Large-scale production of penicillin prompted Gaden's doctoral dissertation topic. Gaden's paper explained to chemical engineers the fundamentals of the scientific process behind penicillin production. It also helped them determine how to quantify the amount of oxygen they would need for an effective fermentation. Gaden presented the paper at a meeting of the American Chemical Society in 1950. It was later published in Industrial and Engineering Chemistry.

Gaden spent a year as a researcher at Pfizer, Inc. before he was invited to return to Columbia University to establish its first biochemical engineering program. He twice chaired the school's Department of Chemical Engineering and Applied Chemistry. Gaden was known as a demanding teacher who expected much from the thousands of students whom he taught.

In 1986 Gaden received the Egleston Medal for distinguished engineering achievement from Columbia University. A year later, Rensselaer Polytechnic Institute awarded him an honorary doctorate.
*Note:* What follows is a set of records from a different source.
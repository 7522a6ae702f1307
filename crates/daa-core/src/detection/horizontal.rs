//! Horizontal encounter geometry shared by the detector variants.

use crate::geom::vect::Vect2;

/// Discriminant of the circle-crossing quadratic: nonnegative iff the
/// relative track crosses the disk of radius `d`.
pub fn delta(s: Vect2, v: Vect2, d: f64) -> f64 {
    d * d * v.sqv() - s.det(v).powi(2)
}

/// Time at which |s + t v| = d. `eps = -1` gives the entry root, `eps = 1`
/// the exit root. Requires `v` nonzero and `delta(s, v, d) >= 0`.
pub fn theta_d(s: Vect2, v: Vect2, eps: i32, d: f64) -> f64 {
    let a = v.sqv();
    let b = s.dot(v);
    let c = s.sqv() - d * d;
    let discr = b * b - a * c;
    (-b + f64::from(eps) * discr.max(0.0).sqrt()) / a
}

/// Time of horizontal closest point of approach; 0 for a static pair.
pub fn tcpa(s: Vect2, v: Vect2) -> f64 {
    let a = v.sqv();
    if a < f64::EPSILON {
        0.0
    } else {
        -s.dot(v) / a
    }
}

/// Distance at horizontal closest point of approach.
pub fn dcpa(s: Vect2, v: Vect2) -> f64 {
    v.scal_add(tcpa(s, v), s).norm()
}

/// Modified tau with distance threshold `d`: the time-to-threshold measure
/// that stays well-behaved at low closure rates. Negative when the pair is
/// not converging.
pub fn tau_mod(d: f64, s: Vect2, v: Vect2) -> f64 {
    let sdotv = s.dot(v);
    if sdotv < 0.0 {
        (d * d - s.sqv()) / sdotv
    } else {
        -1.0
    }
}

#[cfg(test)]
mod tests {
    use super::*;

    #[test]
    fn theta_roots_bracket_cpa() {
        // Head-on along the x axis, crossing a 5 m disk.
        let s = Vect2::new(-100.0, 0.0);
        let v = Vect2::new(10.0, 0.0);
        assert!(delta(s, v, 5.0) > 0.0);
        let tin = theta_d(s, v, -1, 5.0);
        let tout = theta_d(s, v, 1, 5.0);
        let tca = tcpa(s, v);
        assert!(tin < tca && tca < tout);
        assert!((tin - 9.5).abs() < 1e-9);
        assert!((tout - 10.5).abs() < 1e-9);
    }

    #[test]
    fn miss_has_negative_delta() {
        let s = Vect2::new(-100.0, 50.0);
        let v = Vect2::new(10.0, 0.0);
        assert!(delta(s, v, 5.0) < 0.0);
    }

    #[test]
    fn tau_mod_diverging_is_negative() {
        let s = Vect2::new(100.0, 0.0);
        let v = Vect2::new(10.0, 0.0); // moving away
        assert!(tau_mod(50.0, s, v) < 0.0);
    }

    #[test]
    fn tau_mod_converging() {
        let s = Vect2::new(1000.0, 0.0);
        let v = Vect2::new(-100.0, 0.0);
        // (d^2 - |s|^2) / (s.v) = (10000 - 1000000) / -100000 = 9.9
        assert!((tau_mod(100.0, s, v) - 9.9).abs() < 1e-9);
    }
}
//! Deterministic S-expression rendering of aircraft states and parameters
//! for external formal verification. Precision-parameterized.

use crate::geom::vect::{Vect3, Velocity};
use crate::params::Parameters;
use crate::state::{OwnshipState, TrafficState};

fn fm(val: f64, prec: usize) -> String {
    format!("{val:.prec$}")
}

pub fn vect3_to_pvs(v: Vect3, prec: usize) -> String {
    format!(
        "(# x := {}, y := {}, z := {} #)",
        fm(v.x, prec),
        fm(v.y, prec),
        fm(v.z, prec)
    )
}

pub fn velocity_to_pvs(v: Velocity, prec: usize) -> String {
    vect3_to_pvs(v.vect3(), prec)
}

/// One aircraft record: identifier plus projected position and velocity.
pub fn aircraft_to_pvs(id: &str, s: Vect3, v: Velocity, prec: usize) -> String {
    format!(
        "(# id := \"{}\", s := {}, v := {} #)",
        id,
        vect3_to_pvs(s, prec),
        velocity_to_pvs(v, prec)
    )
}

pub fn ownship_to_pvs(own: &OwnshipState, prec: usize) -> String {
    aircraft_to_pvs(own.id(), own.s(), own.v(), prec)
}

/// A traffic aircraft through the ownship's projection.
pub fn traffic_to_pvs(own: &OwnshipState, ac: &TrafficState, prec: usize) -> String {
    aircraft_to_pvs(&ac.id, own.traffic_s(ac), own.traffic_v(ac), prec)
}

/// The core band parameters as a PVS record, in internal units.
pub fn parameters_to_pvs(p: &Parameters, prec: usize) -> String {
    let b = |v: bool| if v { "TRUE" } else { "FALSE" };
    format!(
        "(# DTHR := {}, ZTHR := {}, TTHR := {}, TCOA := {}, D := {}, H := {}, \
         alerting_time := {}, lookahead_time := {}, min_gs := {}, max_gs := {}, \
         min_vs := {}, max_vs := {}, min_alt := {}, max_alt := {}, trk_step := {}, \
         gs_step := {}, vs_step := {}, alt_step := {}, horizontal_accel := {}, \
         vertical_accel := {}, turn_rate := {}, bank_angle := {}, vertical_rate := {}, \
         recovery_stability_time := {}, max_recovery_time := {}, \
         min_horizontal_recovery := {}, min_vertical_recovery := {}, ca_bands := {}, \
         conflict_crit := {}, recovery_crit := {}, recovery_trk := {}, recovery_gs := {}, \
         recovery_vs := {} #)",
        fm(p.dthr, prec),
        fm(p.zthr, prec),
        fm(p.tthr, prec),
        fm(p.tcoa, prec),
        fm(p.d, prec),
        fm(p.h, prec),
        fm(p.alerting_time, prec),
        fm(p.lookahead_time, prec),
        fm(p.min_gs, prec),
        fm(p.max_gs, prec),
        fm(p.min_vs, prec),
        fm(p.max_vs, prec),
        fm(p.min_alt, prec),
        fm(p.max_alt, prec),
        fm(p.trk_step, prec),
        fm(p.gs_step, prec),
        fm(p.vs_step, prec),
        fm(p.alt_step, prec),
        fm(p.horizontal_accel, prec),
        fm(p.vertical_accel, prec),
        fm(p.turn_rate, prec),
        fm(p.bank_angle, prec),
        fm(p.vertical_rate, prec),
        fm(p.recovery_stability_time, prec),
        fm(p.max_recovery_time, prec),
        fm(p.min_horizontal_recovery, prec),
        fm(p.min_vertical_recovery, prec),
        b(p.ca_bands),
        b(p.conflict_crit),
        b(p.recovery_crit),
        b(p.recovery_trk),
        b(p.recovery_gs),
        b(p.recovery_vs),
    )
}

/// Band output as `((: intervals :), (: regions :), recovery_time)`.
pub fn bands_to_pvs(
    intervals: &[crate::interval::Interval],
    regions: &[crate::bands::BandsRegion],
    recovery_time: f64,
    prec: usize,
) -> String {
    let mut s = String::from("((:");
    for (i, iv) in intervals.iter().enumerate() {
        if i > 0 {
            s.push_str(", ");
        } else {
            s.push(' ');
        }
        s.push_str(&format!("[{}, {}]", fm(iv.low, prec), fm(iv.up, prec)));
    }
    s.push_str(" :), (:");
    for (i, r) in regions.iter().enumerate() {
        if i > 0 {
            s.push_str(", ");
        } else {
            s.push(' ');
        }
        s.push_str(r.pvs_name());
    }
    s.push_str(&format!(" :), {})", fm(recovery_time, prec)));
    s
}

#[cfg(test)]
mod tests {
    use super::*;
    use crate::geom::position::Position;

    #[test]
    fn aircraft_record_shape() {
        let own = OwnshipState::new(TrafficState::new(
            "own",
            Position::euclidean(1.0, 2.0, 3.0),
            Velocity::new(4.0, 5.0, 6.0),
        ));
        let s = ownship_to_pvs(&own, 4);
        assert_eq!(
            s,
            "(# id := \"own\", s := (# x := 1.0000, y := 2.0000, z := 3.0000 #), \
             v := (# x := 4.0000, y := 5.0000, z := 6.0000 #) #)"
        );
    }

    #[test]
    fn rendering_is_deterministic() {
        let p = Parameters::default();
        assert_eq!(parameters_to_pvs(&p, 6), parameters_to_pvs(&p, 6));
    }
}
impl<M: Maneuver + ?Sized> Search<'_, M> {
    fn use_hcrit(&self) -> bool {
        self.repac.is_some() && self.epsh != 0
    }

    fn use_vcrit(&self) -> bool {
        self.repac.is_some() && self.epsv != 0
    }

    /// Linear velocity between consecutive trajectory samples, used by the
    /// repulsive checks to approximate the maneuver's instantaneous effect.
    fn linvel(&self, trajdir: bool, k: i32) -> Vect3 {
        let (s1, _) = self.maneuver.trajectory(self.ownship, f64::from(k + 1) * self.tstep, trajdir);
        let (s0, _) = self.maneuver.trajectory(self.ownship, f64::from(k) * self.tstep, trajdir);
        (s1 - s0) * (1.0 / self.tstep)
    }

    /// Any intruder already in loss of separation at maneuver time `tsk`.
    fn any_los_aircraft(&self, det: &Detector, trajdir: bool, tsk: f64) -> bool {
        self.traffic.iter().any(|ac| {
            let (sot, vot) = self.maneuver.trajectory(self.ownship, tsk, trajdir);
            let si = self.ownship.traffic_s(ac);
            let vi = self.ownship.traffic_v(ac);
            let sit = vi.vect3().scal_add(tsk, si);
            det.violation(sot, vot, sit, vi)
        })
    }

    /// Conflict against `ac` for the trajectory that finishes its maneuver
    /// at time `t` and then flies straight, searched over [b, t_horizon].
    fn cd_future_traj(&self, det: &Detector, b: f64, t_horizon: f64, trajdir: bool, t: f64, ac: &TrafficState) -> bool {
        if t > t_horizon || b > t_horizon {
            return false;
        }
        let (sot, vot) = self.maneuver.trajectory(self.ownship, t, trajdir);
        let si = self.ownship.traffic_s(ac);
        let vi = self.ownship.traffic_v(ac);
        let sit = vi.vect3().scal_add(t, si);
        if b > t {
            det.conflict(sot, vot, sit, vi, b - t, t_horizon - t)
        } else {
            det.conflict(sot, vot, sit, vi, 0.0, t_horizon - t)
        }
    }

    fn any_conflict_aircraft(&self, det: &Detector, b: f64, t_horizon: f64, trajdir: bool, tsk: f64) -> bool {
        self.traffic
            .iter()
            .any(|ac| self.cd_future_traj(det, b, t_horizon, trajdir, tsk, ac))
    }

    /// Conflict against the nominal detector or, if present, the recovery
    /// detector in its own window.
    fn any_conflict(&self, trajdir: bool, tsk: f64) -> bool {
        self.any_conflict_aircraft(self.conflict_det, self.b, self.t, trajdir, tsk)
            || self.recovery_det.is_some_and(|det| {
                self.any_conflict_aircraft(det, self.b2, self.t2, trajdir, tsk)
            })
    }

    fn any_conflict_step(&self, det: &Detector, b: f64, t_horizon: f64, trajdir: bool, max: i32) -> bool {
        (0..=max).any(|k| self.any_conflict_aircraft(det, b, t_horizon, trajdir, self.tstep * f64::from(k)))
    }

    /// Smallest k in [min, max] whose maneuver point is already in loss of
    /// separation, or None.
    fn first_los_step(&self, det: &Detector, trajdir: bool, min: i32, max: i32) -> Option<i32> {
        (min..=max).find(|&k| self.any_los_aircraft(det, trajdir, f64::from(k) * self.tstep))
    }

    fn first_los_search_index(&self, trajdir: bool, max: i32) -> i32 {
        let k = (self.b / self.tstep).ceil() as i32;
        let n = ((self.t / self.tstep).floor() as i32).min(max);
        let k2 = (self.b2 / self.tstep).ceil() as i32;
        let n2 = ((self.t2 / self.tstep).floor() as i32).min(max);
        let first_init = self
            .recovery_det
            .and_then(|det| self.first_los_step(det, trajdir, k2, n2))
            .unwrap_or(max + 1);
        let first = self
            .first_los_step(self.conflict_det, trajdir, k, n)
            .unwrap_or(max + 1);
        first_init.min(first)
    }

    /// The repulsive check at step k: the chain of linear velocities along
    /// the maneuver must never rotate the relative velocity off the
    /// committed side.
    fn repulsive_at(&self, trajdir: bool, k: i32) -> bool {
        let repac = match self.repac {
            Some(ac) => ac,
            None => return true,
        };
        if k == 0 {
            return true;
        }
        let (so3, vo3) = self.maneuver.trajectory(self.ownship, 0.0, trajdir);
        let so = so3.vect2();
        let vo = vo3.vect2();
        let si = self.ownship.traffic_s(repac).vect2();
        let vi = self.ownship.traffic_v(repac).vect2();
        let mut rep = true;
        if k == 1 {
            rep = criteria::horizontal_repulsive(
                so - si,
                vo,
                vi,
                self.linvel(trajdir, 0).vect2(),
                self.epsh,
            );
        }
        if rep {
            let (sot3, vot3) = self.maneuver.trajectory(self.ownship, f64::from(k) * self.tstep, trajdir);
            let sot = sot3.vect2();
            let vot = vot3.vect2();
            let sit = vi.scal_add(f64::from(k) * self.tstep, si);
            let st = sot - sit;
            let vop = self.linvel(trajdir, k - 1).vect2();
            let vok = self.linvel(trajdir, k).vect2();
            return criteria::horizontal_repulsive(st, vop, vi, vot, self.epsh)
                && criteria::horizontal_repulsive(st, vot, vi, vok, self.epsh)
                && criteria::horizontal_repulsive(st, vop, vi, vok, self.epsh);
        }
        false
    }

    fn first_nonrepulsive_step(&self, trajdir: bool, max: i32) -> Option<i32> {
        (0..=max).find(|&k| !self.repulsive_at(trajdir, k))
    }

    fn vert_repul_at(&self, trajdir: bool, k: i32) -> bool {
        let repac = match self.repac {
            Some(ac) => ac,
            None => return true,
        };
        if k == 0 {
            return true;
        }
        let (so, vo) = self.maneuver.trajectory(self.ownship, 0.0, trajdir);
        let si = self.ownship.traffic_s(repac);
        let vi = self.ownship.traffic_v(repac).vect3();
        let mut rep = true;
        if k == 1 {
            rep = criteria::vertical_repulsive(so - si, vo.vect3(), vi, self.linvel(trajdir, 0), self.epsv);
        }
        if rep {
            let (sot, vot) = self.maneuver.trajectory(self.ownship, f64::from(k) * self.tstep, trajdir);
            let sit = vi.scal_add(f64::from(k) * self.tstep, si);
            let st = sot - sit;
            let vop = self.linvel(trajdir, k - 1);
            let vok = self.linvel(trajdir, k);
            return criteria::vertical_repulsive(st, vop, vi, vot.vect3(), self.epsv)
                && criteria::vertical_repulsive(st, vot.vect3(), vi, vok, self.epsv)
                && criteria::vertical_repulsive(st, vop, vi, vok, self.epsv);
        }
        false
    }

    fn first_nonvert_repul_step(&self, trajdir: bool, max: i32) -> Option<i32> {
        (0..=max).find(|&k| !self.vert_repul_at(trajdir, k))
    }

    /// Upper bound of the useful search range in one direction: the first
    /// loss of separation or criterion failure, whichever comes first.
    fn bands_search_index(&self, trajdir: bool, max: i32) -> i32 {
        let first_los = self.first_los_search_index(trajdir, max);
        let first_nonhrep = if !self.use_hcrit() || first_los == 0 {
            first_los
        } else {
            self.first_nonrepulsive_step(trajdir, first_los - 1).unwrap_or(max + 1)
        };
        let first_probh = first_los.min(first_nonhrep);
        let first_nonvrep = if !self.use_vcrit() || first_probh == 0 {
            first_probh
        } else {
            self.first_nonvert_repul_step(trajdir, first_probh - 1).unwrap_or(max + 1)
        };
        first_probh.min(first_nonvrep)
    }

    /// Conflict-free integer intervals in [0, max] for one direction.
    fn traj_conflict_only_bands(&self, trajdir: bool, max: i32) -> Vec<Integerval> {
        let mut out = Vec::new();
        let mut first: Option<i32> = None;
        for k in 0..=max {
            let tsk = self.tstep * f64::from(k);
            let red = self.any_conflict(trajdir, tsk);
            match (first, red) {
                (Some(_), false) => {}
                (Some(f), true) => {
                    out.push(Integerval::new(f, k - 1));
                    first = None;
                }
                (None, false) => first = Some(k),
                (None, true) => {}
            }
        }
        if let Some(f) = first {
            out.push(Integerval::new(f, max));
        }
        out
    }

    fn kinematic_bands(&self, trajdir: bool, max: i32) -> Vec<Integerval> {
        let bsi = self.bands_search_index(trajdir, max);
        if bsi == 0 {
            Vec::new()
        } else {
            self.traj_conflict_only_bands(trajdir, bsi - 1)
        }
    }

    /// Green integer intervals over [-maxl, maxr], both directions combined.
    pub fn combine(&self, maxl: i32, maxr: i32) -> Vec<Integerval> {
        let mut left = self.kinematic_bands(false, maxl);
        let right = self.kinematic_bands(true, maxr);
        neg(&mut left);
        append_intband(&mut left, right);
        left
    }

    /// Smallest k in [0, max] that is conflict free and passes every gate,
    /// or None. Used by the recovery binary search.
    fn first_green(&self, trajdir: bool, max: i32) -> Option<i32> {
        for k in 0..=max {
            let tsk = self.tstep * f64::from(k);
            let blocked = (tsk >= self.b
                && tsk <= self.t
                && self.any_los_aircraft(self.conflict_det, trajdir, tsk))
                || self.recovery_det.is_some_and(|det| {
                    tsk >= self.b2 && tsk <= self.t2 && self.any_los_aircraft(det, trajdir, tsk)
                })
                || (self.use_hcrit() && !self.repulsive_at(trajdir, k))
                || (self.use_vcrit() && !self.vert_repul_at(trajdir, k));
            if blocked {
                return None;
            }
            if !self.any_conflict_aircraft(self.conflict_det, self.b, self.t, trajdir, tsk)
                && !self.recovery_det.is_some_and(|det| {
                    self.any_conflict_aircraft(det, self.b2, self.t2, trajdir, tsk)
                })
            {
                return Some(k);
            }
        }
        None
    }

    /// Any red cell in the selected direction(s): a criterion failure, a
    /// conflict, or a during-recovery violation.
    fn red_band_exist(&self, trajdir: bool, max: i32) -> bool {
        (self.use_hcrit() && self.first_nonrepulsive_step(trajdir, max).is_some())
            || (self.use_vcrit() && self.first_nonvert_repul_step(trajdir, max).is_some())
            || self.any_conflict_step(self.conflict_det, self.b, self.t, trajdir, max)
            || self.recovery_det.is_some_and(|det| {
                self.any_conflict_step(det, self.b2, self.t2, trajdir, max)
            })
    }

    /// dir < 0 restricts to the left direction, dir > 0 to the right.
    pub fn any_int_red(&self, maxl: i32, maxr: i32, dir: i32) -> bool {
        (dir <= 0 && self.red_band_exist(false, maxl)) || (dir >= 0 && self.red_band_exist(true, maxr))
    }

    pub fn all_int_red(&self, maxl: i32, maxr: i32, dir: i32) -> bool {
        let left = dir > 0 || self.first_green(false, maxl).is_none();
        let right = dir < 0 || self.first_green(true, maxr).is_none();
        left && right
    }
}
Gaden's interest in harnessing biological processes to produce chemicals led him to publish extensively and to found the international research journal Biotechnology and Bioengineering, which he edited for 25 years. Elected a member of the National Academy of Engineering and a fellow of the American Institute of Chemical Engineers, he received AIChE's first Food, Pharmaceutical, and Bioengineering Award and its Founders Award in 1988. Later, he received the Chemical Engineering Lectureship Award from the American Society of Engineering Education. In 1994, Gaden was honored in a symposium presented by the American Chemical Society, where he also received the Marvin Johnson Award in recognition of his preeminent research contributions to modern biochemical technology.

==Retirement and death==

In 2009, Ohio University and the National Academy of Engineering recognized Gaden as the fifth recipient of the 2009 Fritz J. and Dolores H. Russ Prize, the world's top honor in bioengineering.

Gaden volunteered to teach illiterate adults how to read and enjoyed birdwatching with his wife .

Elmer Gaden Jr died on Saturday March 10, 2012. He and his wife of 48 years, Jennifer Marie Soley Gaden, had one daughter, Barbara; and two sons, David and Paul.